WHAT TO PRODUCE: Of all the lines in the entries below, give again exactly those starting at the line containing "fn default() ->" and ending at the line containing "it was matched.", both ends included, and no others.

□ □ □

use std::collections::HashMap;
use std::path::Path;
use std::sync::Arc;
use std::time::{Duration, Instant};

use regex::Regex;

use crate::engine::{Frozen, ReplyMetrics, Resolver, SortedIndex, topic_levels};
use crate::objects::{ObjectHandler, ObjectRegistry, Subroutine};
use crate::script::{self, ast};
use crate::users::{ThawAction, UserStore};
use crate::{Brain, ERR_DEEP_RECURSION, LoadError, ReplyError};

/// Options that affect loading and reply behavior.
#[derive(Debug, Clone)]
pub struct Options {
    /// Skip triggers that fail the syntax checks instead of loading them anyway.
    pub strict: bool,
    /// Maximum redirect / inline-redirect / macro nesting per reply.
    pub depth: usize,
    /// Keep non-ASCII letters in messages (and allow them in triggers).
    pub utf8: bool,
    /// Characters stripped from messages in UTF-8 mode.
    pub unicode_punctuation: Regex,
    /// Whether `%` triggers of inherited topics stay reachable.
    pub inherit_that_triggers: bool,
}

impl Default for Options {
    fn default() -> Self {
        Self {
            strict: true,
            depth: 50,
            utf8: false,
            unicode_punctuation: regex!(r"[.,!?;:]").clone(),
            inherit_that_triggers: true,
        }
    }
}

/// Result from [`Bot::reply_verbose`].
#[derive(Debug, Clone)]
pub struct ReplyDetails {
    pub reply: String,
    /// The message after normalisation, as it was matched.
    pub input: String,
    /// The user's topic after the reply.
    pub topic: String,
    /// Pattern of the last trigger matched while producing the reply.
    pub matched: Option<String>,
    pub metrics: ReplyMetrics,
}

impl ReplyDetails {
    pub fn elapsed(&self) -> Duration {
        self.metrics.total
    }
}

/// A sorted trigger as seen from one topic.
#[derive(Debug, Clone, PartialEq, Eq)]
pub struct SortedTrigger {
    pub pattern: String,
    /// The topic that defines the trigger (differs for included/inherited ones).
    pub topic: String,
    pub bucket: &'static str,
    pub previous: Option<String>,
}

/// A compact description of one topic, for dumps and debugging.
#[derive(Debug, Clone)]
pub struct TopicSummary {
    pub name: String,
    pub includes: Vec<String>,
    pub inherits: Vec<String>,
    /// Triggers in load order.
    pub triggers: Vec<String>,
    /// Topics visible from this one, per inheritance level.
    pub levels: Vec<Vec<String>>,
    /// Matching order, empty until [`Bot::sort_replies`] has run.
    pub sorted: Vec<SortedTrigger>,
    /// `%` triggers in matching order.
    pub thats: Vec<SortedTrigger>,
}

/// A chatbot: loaded scripts, sort buffers, macros and per-user state.
///
/// Loading and sorting take `&mut self`; replying takes `&self`, so a sorted
/// bot can be shared between threads (for example in an `Arc`) and serve
/// many users at once.
///
/// ```
/// use rivescript::{Bot, Options};
///
/// let mut bot = Bot::new(Options::default());
/// bot.stream("+ hello bot\n- Hello, human!");
/// bot.sort_replies();
/// assert_eq!(bot.reply("alice", "Hello bot").unwrap(), "Hello, human!");
/// ```
#[derive(Debug, Default)]
pub struct Bot {
    options: Options,
    brain: Brain,
    sorted: Option<SortedIndex>,
    users: UserStore,
    objects: ObjectRegistry,
}

impl Bot {
    pub fn new(options: Options) -> Self {
        Self { options, ..Self::default() }
    }

    pub fn options(&self) -> &Options {
        &self.options
    }

    // --- Loading ----------------------------------------------------------------

    /// Load script source held in memory.
    pub fn stream(&mut self, code: &str) {
        self.load_source("stream()", code);
    }

    pub fn load_file(&mut self, path: impl AsRef<Path>) -> Result<(), LoadError> {
        let path = path.as_ref();
        let code = std::fs::read_to_string(path)
            .map_err(|source| LoadError::Io { path: path.display().to_string(), source })?;
        log::info!("loading {}", path.display());
        self.load_source(&path.display().to_string(), &code);
        Ok(())
    }

    /// Load every file in `dir` whose extension is listed (`.rive` and `.rs`
    /// when `extensions` is empty), in file name order. Returns the number of
    /// files loaded.
    pub fn load_directory(&mut self, dir: impl AsRef<Path>, extensions: &[&str]) -> Result<usize, LoadError> {
        let dir = dir.as_ref();
        if !dir.is_dir() {
            return Err(LoadError::NotADirectory(dir.display().to_string()));
        }
        let io_err = |source| LoadError::Io { path: dir.display().to_string(), source };
        let extensions: Vec<&str> = if extensions.is_empty() { vec![".rive", ".rs"] } else { extensions.to_vec() };

        let mut files = Vec::new();
        for entry in std::fs::read_dir(dir).map_err(io_err)? {
            let path = entry.map_err(io_err)?.path();
            let wanted = path.is_file()
                && path.extension().and_then(|e| e.to_str()).is_some_and(|ext| {
                    extensions.iter().any(|want| want.trim_start_matches('.').eq_ignore_ascii_case(ext))
                });
            if wanted {
                files.push(path);
            }
        }
        files.sort();

        for path in &files {
            self.load_file(path)?;
        }
        Ok(files.len())
    }

    /// Merge an already parsed document.
    pub fn load_ast(&mut self, root: ast::Root) {
        script::ingest(&mut self.brain, &mut self.objects, root);
        self.sorted = None;
    }

    fn load_source(&mut self, name: &str, code: &str) {
        let root = script::parse(name, code, &self.options);
        self.load_ast(root);
    }

    /// Build the sort buffers. Required after loading and before replying.
    pub fn sort_replies(&mut self) {
        let start = Instant::now();
        self.sorted = Some(SortedIndex::build(&self.brain, &self.options));
        log::info!("sorted {} topics in {:?}", self.brain.topics.len(), start.elapsed());
    }

    // --- Replies ----------------------------------------------------------------

    /// Reply to `message` from `user`.
    ///
    /// Script-level problems come back as reply text (see the `ERR_*`
    /// constants); the only error is replying before [`Bot::sort_replies`].
    pub fn reply(&self, user: &str, message: &str) -> Result<String, ReplyError> {
        Ok(self.reply_verbose(user, message)?.reply)
    }

    /// Like [`Bot::reply`], with what matched and how long it took.
    pub fn reply_verbose(&self, user: &str, message: &str) -> Result<ReplyDetails, ReplyError> {
        let start = Instant::now();
        let sorted = self.sorted.as_ref().ok_or(ReplyError::NotSorted)?;
        let frozen = Frozen { brain: &self.brain, sorted, objects: &self.objects, options: &self.options };

        let record = self.users.record(user);
        let mut record = record.lock();
        let mut resolver = Resolver::new(frozen, user, &mut record);
        let outcome = resolver.respond(message);
        let input = resolver.input().to_string();
        let mut metrics =
            ReplyMetrics { deepest: resolver.deepest(), patterns_tested: resolver.patterns_tested(), ..Default::default() };

        let reply = match outcome {
            Ok(reply) => {
                record.push_history(&input, &reply);
                reply
            }
            Err(ReplyError::DeepRecursion(depth)) => {
                log::warn!("reply for user {user} gave up at depth {depth}");
                ERR_DEEP_RECURSION.to_string()
            }
            Err(err) => return Err(err),
        };
        metrics.total = start.elapsed();

        Ok(ReplyDetails { reply, input, topic: record.topic().to_string(), matched: record.last_match.clone(), metrics })
    }

    // --- Macros -----------------------------------------------------------------

    /// Register a Rust function callable as `<call>name args</call>`.
    pub fn set_subroutine<F>(&mut self, name: &str, subroutine: F)
    where
        F: Subroutine + 'static,
    {
        self.objects.set_subroutine(name, Arc::new(subroutine));
    }

    /// Register the handler for `> object name <language>` blocks. Blocks
    /// loaded before their handler was registered are not retried.
    pub fn set_handler(&mut self, language: &str, handler: impl ObjectHandler + 'static) {
        self.objects.set_handler(language, Box::new(handler));
    }

    // --- Bot state --------------------------------------------------------------

    pub fn set_variable(&self, name: &str, value: &str) {
        script::define(&mut self.brain.vars.write(), name, value);
    }

    pub fn get_variable(&self, name: &str) -> String {
        self.brain.bot_var(name)
    }

    pub fn set_global(&self, name: &str, value: &str) {
        script::define(&mut self.brain.globals.write(), name, value);
    }

    pub fn get_global(&self, name: &str) -> String {
        self.brain.global(name)
    }

    /// Add or (with `<undef>`) remove a substitution. Takes effect at the next
    /// [`Bot::sort_replies`].
    pub fn set_substitution(&mut self, pattern: &str, output: &str) {
        script::define(&mut self.brain.subs, &pattern.to_lowercase(), output);
        self.sorted = None;
    }

    /// Same as [`Bot::set_substitution`] for the `{person}` table.
    pub fn set_person(&mut self, pattern: &str, output: &str) {
        script::define(&mut self.brain.person, &pattern.to_lowercase(), output);
        self.sorted = None;
    }

    // --- User state -------------------------------------------------------------

    pub fn set_uservar(&self, user: &str, name: &str, value: &str) {
        self.users.set_var(user, name, value);
    }

    pub fn set_uservars(&self, user: &str, vars: &HashMap<String, String>) {
        self.users.set_vars(user, vars);
    }

    /// `"undefined"` when the user or the variable does not exist.
    pub fn get_uservar(&self, user: &str, name: &str) -> String {
        self.users.get_var(user, name)
    }

    pub fn get_uservars(&self, user: &str) -> Option<HashMap<String, String>> {
        self.users.vars(user)
    }

    pub fn clear_uservars(&self, user: &str) {
        self.users.clear(user);
    }

    pub fn clear_all_uservars(&self) {
        self.users.clear_all();
    }

    /// Snapshot a user's variables and history. `false` for unknown users.
    pub fn freeze_uservars(&self, user: &str) -> bool {
        self.users.freeze(user)
    }

    /// Restore and/or drop a snapshot. `false` when none exists.
    pub fn thaw_uservars(&self, user: &str, action: ThawAction) -> bool {
        self.users.thaw(user, action)
    }

    /// Pattern of the trigger that produced the user's last reply.
    pub fn last_match(&self, user: &str) -> Option<String> {
        self.users.last_match(user)
    }

    pub fn users(&self) -> Vec<String> {
        self.users.user_ids()
    }

    // --- Introspection ----------------------------------------------------------

    /// One summary per topic, sorted by name.
    pub fn topic_summaries(&self) -> Vec<TopicSummary> {
        let mut names: Vec<&String> = self.brain.topics.keys().collect();
        names.sort();

        names
            .into_iter()
            .filter_map(|name| {
                let topic = self.brain.topics.get(name)?;
                let describe = |entries: Option<&Vec<crate::engine::SortedEntry>>| {
                    entries
                        .map(|entries| {
                            entries
                                .iter()
                                .map(|e| SortedTrigger {
                                    pattern: e.pattern.clone(),
                                    topic: e.trigger.topic.clone(),
                                    bucket: e.trigger.pattern.bucket().label(),
                                    previous: e.trigger.previous.as_ref().map(|p| p.text.clone()),
                                })
                                .collect::<Vec<_>>()
                        })
                        .unwrap_or_default()
                };
                let sorted = self.sorted.as_ref();
                Some(TopicSummary {
                    name: name.clone(),
                    includes: topic.includes.clone(),
                    inherits: topic.inherits.clone(),
                    triggers: topic.triggers.iter().map(|t| t.pattern.text.clone()).collect(),
                    levels: topic_levels(&self.brain.topics, name),
                    sorted: describe(sorted.and_then(|s| s.topics.get(name))),
                    thats: describe(sorted.and_then(|s| s.thats.get(name))),
                })
            })
            .collect()
    }
}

□ □ □

RESPONSE BELOW:
    fn default() -> Self {
        Self {
            strict: true,
            depth: 50,
            utf8: false,
            unicode_punctuation: regex!(r"[.,!?;:]").clone(),
            inherit_that_triggers: true,
        }
    }
}

/// Result from [`Bot::reply_verbose`].
#[derive(Debug, Clone)]
pub struct ReplyDetails {
    pub reply: String,
    /// The message after normalisation, as it was matched.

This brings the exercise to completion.